In this better future, we imagine a Seattle that is ready for climate disasters and has infrastructure in place to protect low income and vulnerable communities. We see a region that has completely weaned itself off fossil fuels and become a leading exporter in community-run renewable energy strategy and infrastructures. We see a King County with cooperatively owned fleets of Zero Emission Snow Plows and Food Bank or Meals for Elders operations that deliver to regulars during extreme weather.

Because knowledge of climate and the sacredness of nature is so common in this future, Water Protectors and Forestry Workers are celebrated like professional athletes of today. Pro-active fire management (the art of stopping big fires before they start) soars to new heights. Along the same lines, by properly resourcing and prioritizing the selective harvesting and thinning of some trees, strategic brush removal, and a limited number of small, controlled burnings by the Washington State Forestry Service leads the way in reducing the frequency of big wildfires in this state to something less than the frequency massive earthquakes.
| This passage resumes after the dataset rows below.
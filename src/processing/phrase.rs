//! Boundary-safe phrase detection
//!
//! A phrase matches only as a whole-word sequence: the characters directly
//! before and after the match must not be word characters. Spaces inside a
//! phrase match any run of whitespace, and matching ignores case.

use crate::error::Result;
use regex::{Regex, RegexBuilder};

/// A phrase compiled once for repeated lookups.
#[derive(Debug, Clone)]
pub struct Phrase {
    text: String,
    pattern: Option<Regex>,
}

impl Phrase {
    pub fn new(phrase: &str) -> Result<Self> {
        let text = phrase.trim().to_string();
        if text.is_empty() {
            return Ok(Self { text, pattern: None });
        }

        let source = text
            .split_whitespace()
            .map(regex::escape)
            .collect::<Vec<_>>()
            .join(r"\s+");

        let pattern = RegexBuilder::new(&source)
            .case_insensitive(true)
            .build()?;

        Ok(Self {
            text,
            pattern: Some(pattern),
        })
    }

    /// The trimmed phrase as written.
    pub fn as_str(&self) -> &str {
        &self.text
    }

    /// Whether the phrase occurs in `text` as a whole-word sequence.
    pub fn is_found_in(&self, text: &str) -> bool {
        let Some(pattern) = &self.pattern else {
            return false;
        };

        let mut start = 0;
        while start <= text.len() {
            let Some(found) = pattern.find_at(text, start) else {
                return false;
            };

            let before = text[..found.start()].chars().next_back();
            let after = text[found.end()..].chars().next();
            if !before.is_some_and(is_word_char) && !after.is_some_and(is_word_char) {
                return true;
            }

            // A rejected candidate may hide an overlapping one, so resume one
            // character past its start rather than at its end.
            match text[found.start()..].chars().next() {
                Some(c) => start = found.start() + c.len_utf8(),
                None => return false,
            }
        }

        false
    }
}

/// Whether `phrase` occurs in `text` as a whole-word, case-insensitive
/// sequence. An empty phrase never matches.
pub fn contains_phrase(text: &str, phrase: &str) -> bool {
    match Phrase::new(phrase) {
        Ok(compiled) => compiled.is_found_in(text),
        Err(e) => {
            log::warn!("Could not compile phrase '{}': {}", phrase, e);
            false
        }
    }
}

/// Whether any of the compiled phrases occurs in `text`.
pub fn any_found_in(phrases: &[Phrase], text: &str) -> bool {
    phrases.iter().any(|p| p.is_found_in(text))
}

pub(crate) fn is_word_char(c: char) -> bool {
    c.is_alphanumeric() || c == '_'
}

#[cfg(test)]
mod tests {
    use super::*;

    #[test]
    fn test_single_letter_boundaries() {
        assert!(contains_phrase("I use R for stats", "r"));
        assert!(!contains_phrase("correlation analysis", "r"));
        assert!(!contains_phrase("this or that", "r"));
    }

    #[test]
    fn test_short_token_inside_word_rejected() {
        assert!(!contains_phrase("she said hello", "ai"));
        assert!(contains_phrase("work on AI products", "ai"));
    }

    #[test]
    fn test_case_insensitive() {
        assert!(contains_phrase("Senior PYTHON developer", "python"));
        assert!(contains_phrase("senior python developer", "Python"));
    }

    #[test]
    fn test_flexible_internal_whitespace() {
        assert!(contains_phrase("applied machine\n   learning daily", "machine learning"));
        assert!(contains_phrase("machine\tlearning", "machine   learning"));
        assert!(!contains_phrase("machinelearning", "machine learning"));
    }

    #[test]
    fn test_punctuation_in_phrase() {
        assert!(contains_phrase("Skilled in C++ and Go", "c++"));
        assert!(contains_phrase("built with node.js, react", "node.js"));
        assert!(contains_phrase("ci/cd pipelines", "ci/cd"));
        assert!(!contains_phrase("c#sharp", "c#"));
    }

    #[test]
    fn test_empty_phrase_never_matches() {
        assert!(!contains_phrase("anything at all", ""));
        assert!(!contains_phrase("anything at all", "   "));
        assert!(!contains_phrase("", ""));
    }

    #[test]
    fn test_overlapping_candidate_found() {
        // The first candidate "a a" starts inside "aa" and is rejected; the
        // real match begins one character later.
        assert!(contains_phrase("aa a a", "a a"));
    }

    #[test]
    fn test_apostrophe_is_a_boundary() {
        assert!(contains_phrase("master's degree", "master"));
        assert!(!contains_phrase("masters degree", "master"));
    }

    #[test]
    fn test_compiled_phrase_reuse() {
        let phrase = Phrase::new("  docker ").unwrap();
        assert_eq!(phrase.as_str(), "docker");
        assert!(phrase.is_found_in("Docker, Kubernetes"));
        assert!(!phrase.is_found_in("dockerized"));
    }
}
We believe we can get there. We have to get there. Future generations are depending on us.

All these changes will take some work. So, we also believe in the comrades who contribute blood, sweat, and tears to turning the big ship that is our economy. We know it will take some unity. So we believe in the organizing that is uniting communities under the banner of Just Transition. We understand the ones closest to the problems are also closest to real solutions. So, we will continue to lift-up leadership from frontline folk in this battle for environmental justice.

Just Transition is the framework for a fair shift to an economy that is ecologically sustainable and equitable for all members. After generations of pumping and polluting, our economies addiction to growth and profit is severely undermining the life support systems of the planet. Obviously, an economy based on removing resources from a finite ecosystem faster than the system has capacity to regenerate will eventually come to an end — either through implosion or intentional reorganization.

Transition is inevitable. Justice is not.

At Got Green, we build as part of the world-wide movement bring about that Just Transition. Every day, our organizing contributes to a people’s movement that will eventually shift from extractive to a living economy.

Here are a few things you can do to support Got Green’s work to bring about our brighter and completely sustainable future:

Got Green’s Green-A-Thon:

Earth Day Community Canvass — Saturday, April 20 (two days before Earth Day)

Community Appreciation Party — Thursday, May 9th

Moving forward, we need to keep looking at the bigger picture.

All must acknowledge that we only have one earth. People can’t continue to keep taking resources like there is no end. Making it plain, what we do to earth we do to ourselves. If we continue to destroy the earth, we will to destroy ourselves.

Help us treat every day like Earth Day.

This is the way to bring about the needed change to our world economy.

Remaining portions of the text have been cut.